The TSV lines need to be converted in to dicts that match the JSON format.
Here is a sample of the file:
{"company": "Watkins Inc", "catch_phrase": "Integrated radical installation", "phone": "7712422719", "timezone": "America/New_York", "client_count": 442}
Bennett and Sons Persistent contextually-based standardization 018.666.0600 America/Los_Angeles 492
Ferguson-Garner Multi-layered tertiary neural-net (086)401-8955x53502 America/Los_Angeles 528
{"company": "Pennington PLC", "catch_phrase": "Future-proofed tertiary frame", "phone": "+1-312-296-2956x137", "timezone": "America/Indiana/Indianapolis", "client_count": 638}
Write a generator that takes an iterator as an argument. It should parse the values in the iterator and yield each value in the correct format: A dict with the keys:
My code so far:
df = pd.read_csv("file.data", sep="\t")
for col in df[["company"]]:
obj = df[col]
for item in obj.values:
json_obj = json.loads(item)
Upvotes: 0
Views: 736
Reputation: 25489
Don't use pandas to read the entire file. Instead, read the file line by line, and create a list of dicts. Then use pandas to get your dataframe.
dict_data = []
tsv_data = []
with open('file.data', 'r') as f:
for line in f:
line = line.strip()
try:
d = json.loads(line)
dict_data.append(d)
except json.JSONDecodeError: # JSONDecodeError when you try to loads() a TSV line
tsv_data.append(line.split("\t")) # Split the line by tabs, append to the tsv list
After this, we have
dict_data = [{'company': 'Watkins Inc',
'catch_phrase': 'Integrated radical installation',
'phone': '7712422719',
'timezone': 'America/New_York',
'client_count': 442},
{'company': 'Pennington PLC',
'catch_phrase': 'Future-proofed tertiary frame',
'phone': '+1-312-296-2956x137',
'timezone': 'America/Indiana/Indianapolis',
'client_count': 638}]
tsv_data = [['Bennett and Sons',
'Persistent contextually-based standardization',
'018.666.0600',
'America/Los_Angeles',
'492'],
['Ferguson-Garner',
'Multi-layered tertiary neural-net',
'(086)401-8955x53502',
'America/Los_Angeles',
'528']]
Notice that everything in tsv_data
is a string, so we're going to have to fix that at some point.

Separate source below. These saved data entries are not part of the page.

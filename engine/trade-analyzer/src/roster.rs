use crate::config::AnalyzerConfig;
use crate::types::{PositionScore, RosterEvaluation};
use league_registry::{Player, Position};
use std::collections::BTreeMap;
use valuation_engine::{ValueSource, ValuedPlayer};

/// Aggregates a roster of valued players into per-position scores,
/// strengths, weaknesses, and a total value.
pub struct RosterEvaluator {
    config: AnalyzerConfig,
    source: ValueSource,
}

impl RosterEvaluator {
    /// Create a new roster evaluator
    pub fn new(config: AnalyzerConfig, source: ValueSource) -> Self {
        Self { config, source }
    }

    /// Evaluate a roster, resolving values through the oracle when one is
    /// configured
    pub async fn evaluate(&self, roster: &[Player]) -> RosterEvaluation {
        let mut valued = Vec::with_capacity(roster.len());
        for player in roster {
            valued.push(self.source.resolve(player).await);
        }
        self.aggregate(valued)
    }

    /// Evaluate a roster with heuristic values only
    pub fn evaluate_heuristic(&self, roster: &[Player]) -> RosterEvaluation {
        let valued = roster.iter().map(|p| self.source.resolve_heuristic(p)).collect();
        self.aggregate(valued)
    }

    /// Aggregate already-valued players into a roster evaluation
    pub fn aggregate(&self, players: Vec<ValuedPlayer>) -> RosterEvaluation {
        let mut by_position: BTreeMap<Position, Vec<i64>> = BTreeMap::new();
        for player in &players {
            by_position.entry(player.position).or_default().push(player.value);
        }

        let mut scores = BTreeMap::new();
        let mut strengths = Vec::new();
        let mut weaknesses = Vec::new();

        for (position, mut values) in by_position {
            values.sort_unstable_by(|a, b| b.cmp(a));

            let need = self.config.slots_for_position(position);
            let starter_end = values.len().min(need);
            let depth_end = values.len().min(need + self.config.depth_sample);

            let starter_score = mean_rounded(&values[..starter_end]);
            let depth_score = mean_rounded(&values[starter_end..depth_end]);
            let count = values.len();

            if starter_score >= self.config.strength_threshold {
                strengths.push(position);
            }
            if starter_score < self.config.weakness_threshold || count < need {
                weaknesses.push(position);
            }

            scores.insert(position, PositionScore { starter_score, depth_score, count });
        }

        let total_value = players.iter().map(|p| p.value).sum();

        RosterEvaluation { players, total_value, scores, strengths, weaknesses }
    }
}

fn mean_rounded(values: &[i64]) -> i64 {
    if values.is_empty() {
        return 0;
    }
    (values.iter().sum::<i64>() as f64 / values.len() as f64).round() as i64
}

Now, create a dataframe using the two lists dict_data
and tsv_data
, change the data type for the tsv
dataframe, and join the two.
data_cols = list(dict_data[0].keys())
df_dict = pd.DataFrame(dict_data)
df_tsv = pd.DataFrame(tsv_data, columns=data_cols)
for column in df_tsv:
df_tsv[column] = df_tsv[column].astype(df_dict[column].dtype)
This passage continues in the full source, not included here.